Aim of the task »
Repeat only the stretch of lines below that runs from the line with "AxialCoord, fields: TileFields)" through the line with "let mut ctx", unaltered.

Data excerpts »
::::::::::

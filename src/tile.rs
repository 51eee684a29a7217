//! Single-tile generation
//!
//! `(config, seeds, coord)` fully determines a [`Tile`]: raw fields, derived
//! relief and climate, final elevation, biome with palette, world position
//! and a render variant drawn from the tile's own RNG stream.

use serde::Serialize;

use crate::biome::{self, Biome, BiomePalette, BiomeThresholds};
use crate::config::WorldGenConfig;
use crate::derived::{self, clamp01, ClimateResult, DerivedConfig, DerivedContext};
use crate::fields::{FieldSampler, TileFields};
use crate::grid::WorldPos;
use crate::hex::AxialCoord;
use crate::rng::Mulberry32;
use crate::seeds::WorldSeeds;

/// Number of render variants per biome.
pub const VARIANT_COUNT: i32 = 4;

#[derive(Clone, Debug, PartialEq, Serialize)]
#[serde(rename_all = "camelCase")]
pub struct Tile {
    pub coord: AxialCoord,
    pub position: WorldPos,
    pub fields: TileFields,
    pub relief_index: f32,
    pub climate: ClimateResult,
    /// Final normalized elevation
    pub elevation: f32,
    pub slope: f32,
    pub biome: Biome,
    pub palette: BiomePalette,
    /// Mesh/texture variant in `0..VARIANT_COUNT`
    pub variant: i32,
}

impl Tile {
    pub fn is_water(&self) -> bool {
        self.biome.is_water()
    }
}

/// Generates tiles for one `(config, seeds)` pair.
///
/// Holds the seeded noise layers so a world does not rebuild them per tile.
pub struct TileGenerator<'a> {
    config: &'a WorldGenConfig,
    seeds: WorldSeeds,
    sampler: FieldSampler,
    thresholds: BiomeThresholds,
}

impl<'a> TileGenerator<'a> {
    pub fn new(config: &'a WorldGenConfig, seeds: WorldSeeds) -> Self {
        Self {
            config,
            seeds,
            sampler: FieldSampler::new(&seeds, &config.noise, &config.layout),
            thresholds: BiomeThresholds::new(config.sea_level),
        }
    }

    pub fn seeds(&self) -> &WorldSeeds {
        &self.seeds
    }

    pub fn generate(&self, coord: AxialCoord) -> Tile {
        let fields = self.sampler.sample(coord);
        self.generate_from_fields(coord, fields)
    }

    /// Build a tile from caller-supplied raw fields.
    pub fn generate_from_fields(&self, coord: AxialCoord, fields: TileFields) -> Tile {
        let cfg = self.config;
        let derived_cfg = DerivedConfig {
            sea_level: cfg.sea_level,
            relief: &cfg.relief,
            climate: &cfg.climate,
        };
        let mut ctx = DerivedContext::new(fields, cfg.region_bias(coord));
        let derived = derived::compute_derived_fields(&mut ctx, &derived_cfg);
        let relief = derived.relief_index;

        let elevation = clamp01(clamp01(fields.macro_elevation) + (relief - 0.5) * cfg.relief.elevation_gain);
        let slope = clamp01(fields.macro_slope) * (0.5 + relief);
        let signed_latitude = (clamp01(fields.latitude_normalized) - 0.5) * 2.0;
        let sample = biome::map_biome(elevation, slope, Some(signed_latitude), &self.thresholds);

        let (x, z) = self.sampler.world_xz(coord);
        let position = WorldPos::new(x, elevation as f64 * cfg.layout.height_scale, z);

        let mut rng = Mulberry32::new(self.seeds.tile_seed(coord));
        let variant = rng.next_int(0, VARIANT_COUNT - 1);

        Tile {
            coord,
            position,
            fields,
            relief_index: relief,
            climate: derived.climate,
            elevation,
            slope,
            biome: sample.biome,
            palette: sample.palette,
            variant,
        }
    }
}

/// Generate one tile. Prefer [`TileGenerator`] when generating many.
pub fn generate_tile(config: &WorldGenConfig, seeds: &WorldSeeds, coord: AxialCoord) -> Tile {
    TileGenerator::new(config, *seeds).generate(coord)
}

/// Generate one tile from a text seed.
pub fn generate_tile_from_text(config: &WorldGenConfig, seed: &str, coord: AxialCoord) -> Tile {
    generate_tile(config, &WorldSeeds::from_text(seed), coord)
}

#[cfg(test)]
mod tests {
    use super::*;

    #[test]
    fn test_tile_is_deterministic() {
        let config = WorldGenConfig::default();
        let a = generate_tile_from_text(&config, "seed-test", AxialCoord::new(1, 2));
        let b = generate_tile_from_text(&config, "seed-test", AxialCoord::new(1, 2));
        assert_eq!(a, b);
        assert_eq!(a.elevation.to_bits(), b.elevation.to_bits());
        assert_eq!(a.position.x.to_bits(), b.position.x.to_bits());
    }

    #[test]
    fn test_palette_matches_biome() {
        let config = WorldGenConfig::default();
        let generator = TileGenerator::new(&config, WorldSeeds::from_master(99));
        for q in -4..=4 {
            let tile = generator.generate(AxialCoord::new(q, -q / 2));
            assert_eq!(tile.palette, tile.biome.palette());
            assert!((0..VARIANT_COUNT).contains(&tile.variant));
            assert!((0.0..=1.0).contains(&tile.elevation));
        }
    }

    #[test]
    fn test_position_uses_layout() {
        let mut config = WorldGenConfig::default();
        config.layout.spacing_factor = 2.0;
        config.layout.height_scale = 10.0;
        let tile = generate_tile(&config, &WorldSeeds::from_master(5), AxialCoord::new(2, 0));
        assert!((tile.position.x - 6.0).abs() < 1e-9);
        assert!((tile.position.y - tile.elevation as f64 * 10.0).abs() < 1e-6);
    }

    #[test]
    fn test_supplied_fields() {
        let config = WorldGenConfig::default();
        let generator = TileGenerator::new(&config, WorldSeeds::from_master(1));
        let underwater = TileFields {
            macro_elevation: 0.05,
            plate_edge_distance: 1.0,
            latitude_normalized: 0.5,
            ..TileFields::default()
        };
        let tile = generator.generate_from_fields(AxialCoord::ORIGIN, underwater);
        assert_eq!(tile.biome, Biome::DeepWater);
        assert!(tile.is_water());
    }
}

::::::::::

Answer »
    pub fn generate_from_fields(&self, coord: AxialCoord, fields: TileFields) -> Tile {
        let cfg = self.config;
        let derived_cfg = DerivedConfig {
            sea_level: cfg.sea_level,
            relief: &cfg.relief,
            climate: &cfg.climate,
        };
        let mut ctx = DerivedContext::new(fields, cfg.region_bias(coord));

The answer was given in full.